My boss scheduled a “2025 Planning Meeting” for the second week of January. I wanted to take it from the car as a conference call, but he wanted a Teams Meeting, so I assumed at the time he needed to show slides.
I called in, and in sitting in a Brady Bunch montage on the Team call was my boss, the CEO, a regional EVP and two HR representatives. I knew immediately this was a layoff call.
I was magnanimous about it, although it was a chickenshit move to ambush me like that. I have been laid off before, and the last time my boss gave me a head’s that a layoff-list was being made, that he would try to keep me off it, but he didn’t think he would be successful. That allowed me to get my ducks in a row and not be ambushed, and I greatly appreciated the gesture.
This time I was treated no better than the junior engineers that also got the axe. About 10% of the staff was cut, including shutting down all the overseas offices (I ran the US office for this Kraut company). The 90% rump company remaining in Germany is getting absorbed into the larger parent German company, and this subdivision’s products tabled.
Originally the plan was for the overseas offices to merge over to the parent company as well, but the Germans are getting panicked about their economy and decided to make cuts. Europeans are not risk takers, and in the end the layoff decision is not surprising as Germany slides further into economic and cultural irrelevance. The decision all happened before the end of the year and US politics were not a factor any more than the Korea, China and other offices that were shuttered had any influence from their politics.

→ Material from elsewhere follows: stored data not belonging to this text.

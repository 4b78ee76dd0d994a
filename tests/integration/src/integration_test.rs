//! End-to-end resolution over the committed monorepo fixture
//!
//! The fixture under `test-fixtures/trees/monorepo` is marked `root = true`
//! at its top, so nothing outside the checkout can leak into these results.

use cascade_core::{
    ConfigFile, DefaultConfig, FsConfigLoader, ResolverSettings, SessionCache, Source,
};
use cascade_fs::NormalizedPath;
use pretty_assertions::assert_eq;
use std::path::PathBuf;
use std::sync::Arc;

fn fixture(relative: &str) -> PathBuf {
    PathBuf::from(env!("CARGO_MANIFEST_DIR"))
        .join("../../test-fixtures/trees/monorepo")
        .join(relative)
}

fn cache() -> SessionCache {
    SessionCache::with_loader(
        Arc::new(FsConfigLoader::default()),
        DefaultConfig::Inline(Arc::new(ConfigFile::from_entries([
            ("license", "MIT"),
            ("style", "0"),
        ]))),
    )
}

#[test]
fn test_service_file_sees_whole_cascade() {
    let cache = cache();
    let run = Arc::new(());
    let file = fixture("services/api/src/handlers/users.x");

    assert_eq!(cache.try_get_value(&run, &file, "style").as_deref(), Some("4"));
    assert_eq!(
        cache.try_get_value(&run, &file, "severity.unused_import").as_deref(),
        Some("error")
    );
    assert_eq!(cache.try_get_value(&run, &file, "indent").as_deref(), Some("space"));
    assert_eq!(cache.try_get_value(&run, &file, "license").as_deref(), Some("MIT"));
    assert_eq!(cache.try_get_value(&run, &file, "unknown"), None);
}

#[test]
fn test_sibling_service_uses_shared_and_top_level_values() {
    let cache = cache();
    let run = Arc::new(());
    let file = fixture("services/worker/src/job.x");

    assert_eq!(cache.try_get_value(&run, &file, "style").as_deref(), Some("2"));
    assert_eq!(
        cache.try_get_value(&run, &file, "severity.unused_import").as_deref(),
        Some("warning")
    );
}

#[test]
fn test_vendored_code_is_cut_off_from_monorepo_settings() {
    let cache = cache();
    let run = Arc::new(());
    let file = fixture("vendor/thirdparty/lib/vendored.x");

    assert_eq!(cache.try_get_value(&run, &file, "style").as_deref(), Some("8"));
    assert_eq!(cache.try_get_value(&run, &file, "indent"), None);
    assert_eq!(cache.try_get_value(&run, &file, "license").as_deref(), Some("MIT"));
}

#[test]
fn test_broken_config_falls_through_to_ancestors() {
    let cache = cache();
    let run = Arc::new(());
    let file = fixture("tools/gen.x");

    // tools/.analyzerconfig is malformed, so its `style = 4` is not applied.
    assert_eq!(cache.try_get_value(&run, &file, "style").as_deref(), Some("2"));
}

#[test]
fn test_top_level_declaration_reports_its_directory() {
    let cache = cache();
    let hierarchy = cache.get_or_create(&Arc::new(()));
    let file = fixture("services/api/src/main.x");

    let resolved = hierarchy.resolve(&file, "naming.private_fields").unwrap();
    assert_eq!(resolved.value, "camel_case");
    assert_eq!(
        resolved.source,
        Source::Directory(NormalizedPath::new(fixture("")))
    );
}

#[test]
fn test_settings_with_default_file_on_disk() {
    let temp = tempfile::TempDir::new().unwrap();
    let default_path = temp.path().join("defaults.analyzerconfig");
    std::fs::write(&default_path, "license = Apache-2.0\n").unwrap();

    let cache = SessionCache::new(ResolverSettings {
        default_config: Some(default_path),
        ..ResolverSettings::default()
    });
    let run = Arc::new(());
    let file = fixture("services/api/src/main.x");

    assert_eq!(
        cache.try_get_value(&run, &file, "license").as_deref(),
        Some("Apache-2.0")
    );
    assert_eq!(cache.try_get_value(&run, &file, "style").as_deref(), Some("4"));
}
use tracing_subscriber::{EnvFilter, fmt, prelude::*};

/// Initialize a tracing subscriber for hosts that want resolver output.
///
/// Uses the `RUST_LOG` environment variable to pick the level, defaulting
/// to "info". Degraded config loads are reported at `warn`, directory loads
/// at `debug` and cache hits at `trace`.
pub fn init() -> Result<(), Box<dyn std::error::Error + Send + Sync>> {
    let fmt_layer = fmt::layer()
        .with_target(true)
        .with_thread_ids(true)
        .with_level(true)
        .compact();

    let filter_layer = EnvFilter::try_from_default_env().or_else(|_| EnvFilter::try_new("info"))?;

    tracing_subscriber::registry()
        .with(filter_layer)
        .with(fmt_layer)
        .try_init()?;

    Ok(())
}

I was already planning my retirement in 3-4 years, so this move just accelerated those plans. I told them point blank on the call that “I don’t have to work, I work because I want to,”, which is a 100% true statement. And while I will certainly miss the cash flow from an emotional standpoint, it isn’t required to maintain my lifestyle.

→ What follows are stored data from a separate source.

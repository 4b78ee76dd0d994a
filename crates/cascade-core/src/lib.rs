//! Cascading per-directory configuration resolution
//!
//! Resolves the effective value of a configuration key for a file by
//! walking from the file's directory towards the filesystem root:
//!
//! 1. The closest directory declaring the key wins.
//! 2. A directory declaring `root = true` ends the walk.
//! 3. The session default answers whatever the walk did not.
//!
//! Loaded directories are cached per [`ConfigurationHierarchy`], and
//! [`SessionCache`] binds one hierarchy to each live analysis session
//! without keeping the session alive.
//!
//! ```no_run
//! use cascade_core::{ResolverSettings, SessionCache};
//! use std::sync::Arc;
//!
//! struct AnalysisOptions;
//!
//! let cache = SessionCache::new(ResolverSettings::default());
//! let session = Arc::new(AnalysisOptions);
//! let style = cache.try_get_value(&session, "/repo/src/main.x", "style");
//! ```

pub mod config_file;
pub mod constants;
pub mod error;
pub mod hierarchy;
pub mod loader;
pub mod logging;
pub mod parser;
pub mod session;
pub mod settings;

pub use config_file::ConfigFile;
pub use error::{Error, Result};
pub use hierarchy::{ConfigurationHierarchy, Resolved, Source};
pub use loader::{ConfigFileLoader, FsConfigLoader, load_config_file};
pub use parser::{ParseError, ParseErrorKind, parse};
pub use session::{DefaultConfig, SessionCache};
pub use settings::ResolverSettings;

But I then got the most insulting comment on the call: “We can give you a good reference!”. Gee, thanks, I am sure there are TONS of jobs waiting in tech for a 50-something business development guy, and your recommendation is going to make all the difference in the world!
My chances of getting another job at a medium-to-large tech company at my age are zero to none. I just might be able to get into a start-up if I know any of the principles personally, but no one my age is starting companies anymore. There is an outside chance someone will toss me a consulting bone here or there, but that is the best I can hope.
So realistically my career in tech is over. I am playing the game of tossing my resume out there and updating my LinkedIn, but by the end of this year I know I will just give up and put “Retired” on my LinkedIn page.
And then what will I do for the next 30 years of my life? I have pondered that a bit before, and my concern is not money but boredom as I go through these last decades.